His grace extends beyond all seasons. He'll let you stay in a bad, unsafe place as long as you decide to, but He offers a way out to save you from further harm too, and He hopes you'll take it but will not force your hand. If you need help to find that way out, pray and ask Him for help, and go to somewhere safe. Immediately. None of this is to say you should give up in a hard season or abandon relationships out of being sinned against, but it is to say if the sin and lack of safety is extending well beyond a season and this relationship is full of unrepentant sin or false promises of repentance without real change (and you've done what you can to confront that), that's not somewhere you need to stay, ever.

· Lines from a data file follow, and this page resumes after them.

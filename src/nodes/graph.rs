use std::sync::Arc;

use crate::{
    foundation::core::{BezPath, Frame, Transform3D},
    foundation::error::{AnimGraphError, AnimGraphResult},
    nodes::{group::GroupOutputNode, path::PathNode, transform::ShapeTransform},
};

/// Index of a node inside a [`NodeGraph`].
#[derive(Clone, Copy, Debug, PartialEq, Eq, Hash, PartialOrd, Ord)]
pub struct NodeId(pub(crate) u32);

impl NodeId {
    /// Raw arena index.
    pub fn index(self) -> usize {
        self.0 as usize
    }
}

/// Output node that forwards its parent's path; renderers sit on top of one.
#[derive(Clone, Debug)]
pub struct PassThroughNode {
    pub(crate) parent: Option<NodeId>,
    pub(crate) enabled: bool,
    pub(crate) output_path: Option<Arc<BezPath>>,
}

/// Closed set of node kinds stored in the arena.
#[derive(Clone, Debug)]
pub enum NodeKind {
    /// Geometry leaf.
    Path(PathNode),
    /// Parent + transformed root composition.
    Group(GroupOutputNode),
    /// Parent forwarder used by renderers.
    PassThrough(PassThroughNode),
}

impl NodeKind {
    /// Short kind name used in diagnostics.
    pub fn name(&self) -> &'static str {
        match self {
            Self::Path(_) => "path",
            Self::Group(_) => "group",
            Self::PassThrough(_) => "pass-through",
        }
    }
}

/// Arena owning every output node of a scene.
///
/// Nodes reference each other by [`NodeId`]. A node may only reference nodes created before it,
/// so the parent/root relation is acyclic by construction.
///
/// Traversal is single-threaded: `has_output_updates` takes `&mut self` and recurses toward the
/// leaves, recomputing only what changed since the previous call.
#[derive(Clone, Debug, Default)]
pub struct NodeGraph {
    nodes: Vec<NodeKind>,
}

impl NodeGraph {
    /// Empty graph.
    pub fn new() -> Self {
        Self::default()
    }

    /// Number of nodes.
    pub fn len(&self) -> usize {
        self.nodes.len()
    }

    /// `true` when the graph has no nodes.
    pub fn is_empty(&self) -> bool {
        self.nodes.is_empty()
    }

    /// Add a geometry leaf.
    pub fn add_path(&mut self, node: PathNode) -> NodeId {
        self.push(NodeKind::Path(node))
    }

    /// Add a group composing `parent`'s path with `root`'s transformed path.
    pub fn add_group(
        &mut self,
        parent: Option<NodeId>,
        root: Option<NodeId>,
    ) -> AnimGraphResult<NodeId> {
        self.check_ref(parent, "group parent")?;
        self.check_ref(root, "group root")?;
        Ok(self.push(NodeKind::Group(GroupOutputNode::new(parent, root))))
    }

    /// Add a group whose transform is driven by keyframes.
    pub fn add_animated_group(
        &mut self,
        parent: Option<NodeId>,
        root: Option<NodeId>,
        transform: ShapeTransform,
    ) -> AnimGraphResult<NodeId> {
        let id = self.add_group(parent, root)?;
        if let Some(NodeKind::Group(g)) = self.nodes.get_mut(id.index()) {
            g.animated_transform = Some(transform);
        }
        Ok(id)
    }

    /// Add a forwarder of `parent`'s output, used as the base of a renderer.
    pub fn add_pass_through(&mut self, parent: Option<NodeId>) -> AnimGraphResult<NodeId> {
        self.check_ref(parent, "pass-through parent")?;
        Ok(self.push(NodeKind::PassThrough(PassThroughNode {
            parent,
            enabled: true,
            output_path: None,
        })))
    }

    /// Node stored at `id`.
    pub fn node(&self, id: NodeId) -> Option<&NodeKind> {
        self.nodes.get(id.index())
    }

    /// Mutable path leaf at `id`.
    pub fn path_node_mut(&mut self, id: NodeId) -> AnimGraphResult<&mut PathNode> {
        match self.nodes.get_mut(id.index()) {
            Some(NodeKind::Path(p)) => Ok(p),
            Some(other) => Err(AnimGraphError::validation(format!(
                "node {} is a {} node, expected path",
                id.0,
                other.name()
            ))),
            None => Err(unknown(id)),
        }
    }

    /// Require `id` to be a pass-through node.
    pub(crate) fn expect_pass_through(&self, id: NodeId) -> AnimGraphResult<()> {
        match self.nodes.get(id.index()) {
            Some(NodeKind::PassThrough(_)) => Ok(()),
            Some(other) => Err(AnimGraphError::validation(format!(
                "renderer bound to a {} node, expected pass-through",
                other.name()
            ))),
            None => Err(unknown(id)),
        }
    }

    /// Replace a group's transform and invalidate its cached path.
    pub fn set_transform(&mut self, id: NodeId, xform: Transform3D) -> AnimGraphResult<()> {
        match self.nodes.get_mut(id.index()) {
            Some(NodeKind::Group(g)) => {
                g.set_transform(xform);
                Ok(())
            }
            Some(other) => Err(AnimGraphError::validation(format!(
                "cannot set transform on a {} node",
                other.name()
            ))),
            None => Err(unknown(id)),
        }
    }

    /// Current transform of a group node.
    pub fn transform(&self, id: NodeId) -> Option<Transform3D> {
        match self.nodes.get(id.index())? {
            NodeKind::Group(g) => Some(g.transform),
            _ => None,
        }
    }

    /// Enable or disable a node. Unknown ids are ignored.
    pub fn set_enabled(&mut self, id: NodeId, enabled: bool) {
        match self.nodes.get_mut(id.index()) {
            Some(NodeKind::Path(p)) => p.set_enabled(enabled),
            Some(NodeKind::Group(g)) => g.set_enabled(enabled),
            Some(NodeKind::PassThrough(p)) => p.enabled = enabled,
            None => {}
        }
    }

    /// Whether the node at `id` is enabled. Unknown ids report disabled.
    pub fn is_enabled(&self, id: NodeId) -> bool {
        match self.nodes.get(id.index()) {
            Some(NodeKind::Path(p)) => p.enabled,
            Some(NodeKind::Group(g)) => g.enabled,
            Some(NodeKind::PassThrough(p)) => p.enabled,
            None => false,
        }
    }

    /// Last computed output path of `id`.
    ///
    /// Only meaningful after [`NodeGraph::has_output_updates`] ran for the current frame.
    pub fn output_path(&self, id: NodeId) -> Option<&Arc<BezPath>> {
        match self.nodes.get(id.index())? {
            NodeKind::Path(p) => p.output_path.as_ref(),
            NodeKind::Group(g) => g.output_path.as_ref(),
            NodeKind::PassThrough(p) => p.output_path.as_ref(),
        }
    }

    /// Poll `id` for `frame`, recomputing stale outputs along the way.
    ///
    /// Returns `true` when the node's output changed since the previous poll. Polling the same
    /// frame twice without intervening mutation returns `false` the second time.
    pub fn has_output_updates(&mut self, id: NodeId, frame: Frame) -> bool {
        let Some(node) = self.nodes.get(id.index()) else {
            return false;
        };
        match node {
            NodeKind::Path(_) => match self.nodes.get_mut(id.index()) {
                Some(NodeKind::Path(p)) => p.has_output_updates(frame),
                _ => false,
            },
            NodeKind::PassThrough(p) => {
                let parent = p.parent;
                let upstream = self.poll(parent, frame);
                let forwarded = self.output_of(parent);
                // A sibling consumer may have polled the shared parent first this frame.
                let replaced = match self.nodes.get_mut(id.index()) {
                    Some(NodeKind::PassThrough(p)) => {
                        let replaced = !same_output(p.output_path.as_ref(), forwarded.as_ref());
                        p.output_path = forwarded;
                        replaced
                    }
                    _ => false,
                };
                upstream || replaced
            }
            NodeKind::Group(_) => self.group_has_output_updates(id, frame),
        }
    }

    fn group_has_output_updates(&mut self, id: NodeId, frame: Frame) -> bool {
        let Some(NodeKind::Group(g)) = self.nodes.get(id.index()) else {
            return false;
        };
        let (parent, root, enabled) = (g.parent, g.root, g.enabled);

        if !enabled {
            let upstream = self.poll(parent, frame);
            let forwarded = self.output_of(parent);
            let Some(NodeKind::Group(g)) = self.nodes.get_mut(id.index()) else {
                return upstream;
            };
            g.output_path = forwarded;
            let toggled = std::mem::take(&mut g.enabled_changed);
            return upstream || toggled;
        }

        // Both sources own side effects in their sub-trees: poll each, never short-circuit.
        let upstream = self.poll(parent, frame);
        let root_updates = self.poll(root, frame);
        let parent_path = self.output_of(parent);
        let root_path = self.output_of(root);

        let Some(NodeKind::Group(g)) = self.nodes.get_mut(id.index()) else {
            return upstream;
        };
        let transform_updates = g.update_animated_transform(frame);
        // A sibling consumer may have taken the parent's or root's update first this frame.
        let (composed_parent, composed_root) = &g.composed_from;
        let replaced = !same_output(composed_parent.as_ref(), parent_path.as_ref())
            || !same_output(composed_root.as_ref(), root_path.as_ref());
        if upstream || root_updates || replaced {
            g.invalidate();
        }
        let toggled = std::mem::take(&mut g.enabled_changed);

        let mut local = false;
        if g.cached_path.is_none() {
            let composed =
                GroupOutputNode::compose(parent_path.as_deref(), root_path.as_deref(), &g.transform);
            tracing::trace!(
                node = id.0,
                elements = composed.elements().len(),
                transform_updates,
                "group path recomputed"
            );
            g.cached_path = Some(Arc::new(composed));
            g.composed_from = (parent_path, root_path);
            local = true;
        }
        g.output_path = g.cached_path.clone();

        upstream || local || toggled
    }

    fn poll(&mut self, id: Option<NodeId>, frame: Frame) -> bool {
        id.is_some_and(|id| self.has_output_updates(id, frame))
    }

    fn output_of(&self, id: Option<NodeId>) -> Option<Arc<BezPath>> {
        id.and_then(|id| self.output_path(id).cloned())
    }

    fn check_ref(&self, id: Option<NodeId>, what: &str) -> AnimGraphResult<()> {
        match id {
            Some(id) if id.index() >= self.nodes.len() => Err(AnimGraphError::validation(format!(
                "{what} refers to unknown node {}",
                id.0
            ))),
            _ => Ok(()),
        }
    }

    fn push(&mut self, node: NodeKind) -> NodeId {
        let id = NodeId(self.nodes.len() as u32);
        self.nodes.push(node);
        id
    }
}

fn same_output(a: Option<&Arc<BezPath>>, b: Option<&Arc<BezPath>>) -> bool {
    match (a, b) {
        (Some(a), Some(b)) => Arc::ptr_eq(a, b),
        (None, None) => true,
        _ => false,
    }
}

fn unknown(id: NodeId) -> AnimGraphError {
    AnimGraphError::validation(format!("unknown node {}", id.0))
}

#[cfg(test)]
#[path = "../../tests/unit/nodes/graph.rs"]
mod tests;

All of this is to say, no matter what you've gone through or are going through, there's a light at the end of the tunnel. God works out all things past, present, and future for your good and for His glory. He's working in you and me every day that we seek Him, and sometimes even when we're not actively seeking Him, to turn it out for our good, because He's called us for His purpose. It may not always look you'd expect, and He may not remove you from a situation of pain and heartache, but He certainly doesn't want you to stay in a season forever. He loves you enough to help you out of it and step into the next carefully-planned season He's prepared you for, but He's also patient and will wait until you're willing to accept His help and move forward. The Israelites may have walked around in the desert for a long time because of their sin, but it wasn't for forever and eventually God's promises to them were fulfilled. Jonah didn't stay in the mouth of a fish. Daniel wasn't destined to rot in the lion's den. Peter wasn't imprisoned for life. Jesus wasn't dead forever. There's a time and season for everything, but pain's time and season is not eternity, at least for those who love God and accept His freely-offered salvation. God will always bless and watch over those who love Him. He'll gladly work all things out for your good and wants you to walk in love, joy, and peace. And in the end, what will be left to say? Nothing but, "Thank you God! You did this. All the glory here is yours." Amen.

 

Note: if you're in an unsafe, abusive situation or relationship, please get help!!! God does not want you to endure abuse for the sake of your relationship, whether it be a friend, family member, or spouse. Call the police if you must, and get somewhere safe. Doesn't matter where, as long as it's safe. If He loves you enough to send Jesus to die for you, then He loves you enough to save and free you from this abuse. If you'll let Him, He'll change your life and use it all for your good, dear child of God, and for His glory, but you have to take action and embrace whatever that next season looks like to step out of the abuse. Let the old season of your life pass and move on to embracing His love for you, only possibly returning to the relationship if it's proven safe to do so. Don't lose yourself for the sake of an abuser; you're worth too much to God for that. He does not want you to stay in abuse for your whole life. Praying for you, Amen.